● Task statement
Your answer must be a single number: the count of lines in the entries below that hold "from".
── Stored data
impl<'a> SelectionReconciler<'a> {
    pub fn new(manager: &'a PackageManager) -> Self {
        Self { manager }
    }

    /// Reconcile one package against the live collection and a submission.
    ///
    /// Precedence per (component, key):
    /// 1. sources checkbox just checked -> added, checked
    /// 2. item in the new export set -> included/detected/added per the
    ///    deselection rules
    /// 3. first render, previously exported but no longer detected -> added,
    ///    checked
    /// 4. otherwise restore a checked included/added value, else sources,
    ///    unchecked
    #[instrument(skip_all, fields(package = %package.machine_name))]
    pub fn reconcile(
        &self,
        package: &Package,
        submission: &SubmittedValues,
        options: &ReconcileOptions,
    ) -> ReconcileOutcome {
        let collection = self.manager.collection();
        let packages = self.manager.packages();
        let modules = self.manager.modules();
        let mut working = package.clone();
        let package_name = working.machine_name.clone();

        // The new export set: explicit config plus the previous export,
        // expanded through dependency edges, restricted to live config.
        let seed: IndexSet<String> = working
            .config
            .iter()
            .chain(working.config_orig.iter())
            .cloned()
            .collect();
        let mut new_full = collection.expand_with_dependencies(seed.iter().map(String::as_str));

        // Conflicts and the eligible item map per component type. An item
        // claimed by a different, actually exported package is withheld from
        // selection unless conflicts are allowed or the item is part of this
        // package's original export.
        let mut conflicts: BTreeMap<String, BTreeMap<String, String>> = BTreeMap::new();
        let mut components: IndexMap<String, IndexMap<String, String>> = IndexMap::new();
        for ty in collection.types() {
            components.insert(ty.id.clone(), IndexMap::new());
        }
        for item in collection.items() {
            let conflicted = match item.package.as_deref() {
                Some(owner) if !owner.is_empty() && owner != package_name => packages
                    .get(owner)
                    .map(|p| p.is_exported())
                    .unwrap_or(false),
                _ => false,
            };
            if conflicted {
                conflicts
                    .entry(item.type_id.clone())
                    .or_default()
                    .insert(item.short_name.clone(), item.label.clone());
            }
            let in_orig = working.config_orig.iter().any(|n| n == &item.name);
            if options.allow_conflicts || !conflicted || in_orig {
                components
                    .entry(item.type_id.clone())
                    .or_default()
                    .insert(item.short_name.clone(), item.label.clone());
            } else {
                new_full.swap_remove(&item.name);
            }
        }
        components.retain(|_, options_map| !options_map.is_empty());

        // Module dependencies travel through the same partition as one more
        // component, with the installed modules as the option universe.
        if !modules.is_empty() {
            let deps_options: IndexMap<String, String> = modules
                .iter()
                .filter(|(name, _)| name.as_str() != package_name)
                .map(|(name, label)| (name.clone(), label.clone()))
                .collect();
            components.insert(DEPENDENCIES_COMPONENT.to_string(), deps_options);
        }

        // Previously exported map, and config missing from the live site.
        let mut exported: IndexMap<String, IndexMap<String, String>> = IndexMap::new();
        let mut missing: Vec<String> = Vec::new();
        for name in &working.config_orig {
            match collection.get(name) {
                Some(item) => {
                    exported
                        .entry(item.type_id.clone())
                        .or_default()
                        .insert(item.short_name.clone(), item.label.clone());
                }
                None => missing.push(name.clone()),
            }
        }
        if !working.dependencies_orig.is_empty() {
            let deps_exported: IndexMap<String, String> = working
                .dependencies_orig
                .iter()
                .map(|dep| (dep.clone(), self.manager.module_label(dep).to_string()))
                .collect();
            exported.insert(DEPENDENCIES_COMPONENT.to_string(), deps_exported);
        }

        // Per-component view of the new export set, plus module dependencies
        // derived from the providers of the new config.
        let mut new_info: IndexMap<String, IndexSet<String>> = IndexMap::new();
        let mut detectable_deps: BTreeSet<String> = BTreeSet::new();
        for name in &new_full {
            if let Some(item) = collection.get(name) {
                new_info
                    .entry(item.type_id.clone())
                    .or_default()
                    .insert(item.short_name.clone());
                if let Some(provider) = item.provider.as_deref() {
                    if provider != package_name && modules.contains_key(provider) {
                        detectable_deps.insert(provider.to_string());
                    }
                }
            }
        }
        let mut new_deps: IndexSet<String> = working.dependencies.iter().cloned().collect();
        new_deps.extend(detectable_deps.iter().cloned());
        if !new_deps.is_empty() {
            new_info.insert(DEPENDENCIES_COMPONENT.to_string(), new_deps);
        }

        // Items of the new set reachable from another member: deselecting one
        // of these returns it to detected, because detection would pull it
        // right back.
        let detectable = collection.detectable_within(&new_full);

        // Working constraint maps, restricted to live config.
        let mut constraints = SelectionConstraints::default();
        for name in &working.excluded {
            if let Some(item) = collection.get(name) {
                constraints.insert(Constraint::Excluded, &item.type_id, &item.short_name);
            }
        }
        for name in &working.required {
            if let Some(item) = collection.get(name) {
                constraints.insert(Constraint::Required, &item.type_id, &item.short_name);
            }
        }

        // The newly computed selection per component: everything checked in
        // this submission; components with no rendered sections fall back to
        // the previously exported set.
        let empty_new: IndexSet<String> = IndexSet::new();
        let mut config_new: IndexMap<String, IndexSet<String>> = IndexMap::new();
        for component in components.keys() {
            let mut selected: IndexSet<String> = IndexSet::new();
            let mut rendered = false;
            for section in Section::ALL {
                if let Some(values) = submission.section(component, section) {
                    if !values.is_empty() {
                        rendered = true;
                        for (key, checked) in values {
                            if *checked {
                                selected.insert(key.clone());
                            }
                        }
                    }
                }
            }
            if !rendered {
                if let Some(exp) = exported.get(component) {
                    selected.extend(exp.keys().cloned());
                }
            }
            config_new.insert(component.clone(), selected);
        }

        // Partition every eligible item.
        let empty_exported: IndexMap<String, String> = IndexMap::new();
        let mut state = SelectionState::default();
        for (component, options_map) in &components {
            let comp_exported = exported.get(component).unwrap_or(&empty_exported);
            let comp_new = new_info.get(component).unwrap_or(&empty_new);
            let comp_cfg_new = config_new.get(component).unwrap_or(&empty_new);
            let is_deps = component.as_str() == DEPENDENCIES_COMPONENT;

            for (key, label) in options_map {
                let full_name = collection.full_name(component, key);

                // 1. Checking a sources box moves the item straight to added.
                if submission.is_checked(component, Section::Sources, key) {
                    state.set(component, key, Section::Added, true, label);
                    // A previously excluded item was auto-assigned anyway, so
                    // it does not need the required marker.
                    if !constraints.remove(Constraint::Excluded, component, key) {
                        constraints.insert(Constraint::Required, component, key);
                    }
                    continue;
                }

                // 2. Item is part of the new export set (or checked in this
                // submission).
                if comp_new.contains(key) || comp_cfg_new.contains(key) {
                    let (section, checked) = if comp_exported.contains_key(key) {
                        let deselected = submission.submitted && !comp_cfg_new.contains(key);
                        if !deselected {
                            (Section::Included, true)
                        } else if (is_deps && detectable_deps.contains(key))
                            || (!is_deps && detectable.contains(&full_name))
                        {
                            // Still auto-detectable: demote to detected and
                            // record the exclusion below.
                            (Section::Detected, false)
                        } else {
                            // No longer detectable: a deselected leftover,
                            // droppable on save and re-checkable.
                            (Section::Added, false)
                        }
                    } else if !submission.submitted {
                        let excluded = constraints.contains(Constraint::Excluded, component, key);
                        (Section::Detected, !excluded)
                    } else if submission.is_checked(component, Section::Added, key) {
                        (Section::Added, true)
                    } else if !submission.is_checked(component, Section::Detected, key)
                        && !submission.has_value(component, Section::Added, key)
                    {
                        (Section::Detected, false)
                    } else {
                        (Section::Detected, true)
                    };

                    state.set(component, key, section, checked, label);
                    if section == Section::Detected && !checked {
                        // An item that was required was never auto-assigned,
                        // so deselecting it needs no exclusion record.
                        if !constraints.contains(Constraint::Required, component, key)
                            || working.required_all
                        {
                            constraints.insert(Constraint::Excluded, component, key);
                        }
                        constraints.remove(Constraint::Required, component, key);
                        if is_deps {
                            working.remove_dependency(key);
                        } else {
                            working.remove_config(&full_name);
                        }
                    } else {
                        constraints.remove(Constraint::Excluded, component, key);
                    }
                    continue;
                }

                // 3. Previously exported but no longer detected: offer it
                // back as a checked added item on the first render.
                if !submission.submitted && comp_exported.contains_key(key) {
                    state.set(component, key, Section::Added, true, label);
                    continue;
                }

                // 4. Not part of any set: restore checked included/added
                // values, else back to sources, unchecked.
                if submission.is_checked(component, Section::Included, key) {
                    state.set(component, key, Section::Included, true, label);
                } else if submission.is_checked(component, Section::Added, key) {
                    state.set(component, key, Section::Added, true, label);
                } else {
                    state.set(component, key, Section::Sources, false, label);
                }
            }
        }

        debug!(
            components = state.components.len(),
            missing = missing.len(),
            "reconciled selection"
        );

        ReconcileOutcome {
            state,
            package: working,
            config_new,
            constraints,
            conflicts,
            missing,
        }
    }
}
────
● Completed exercise
4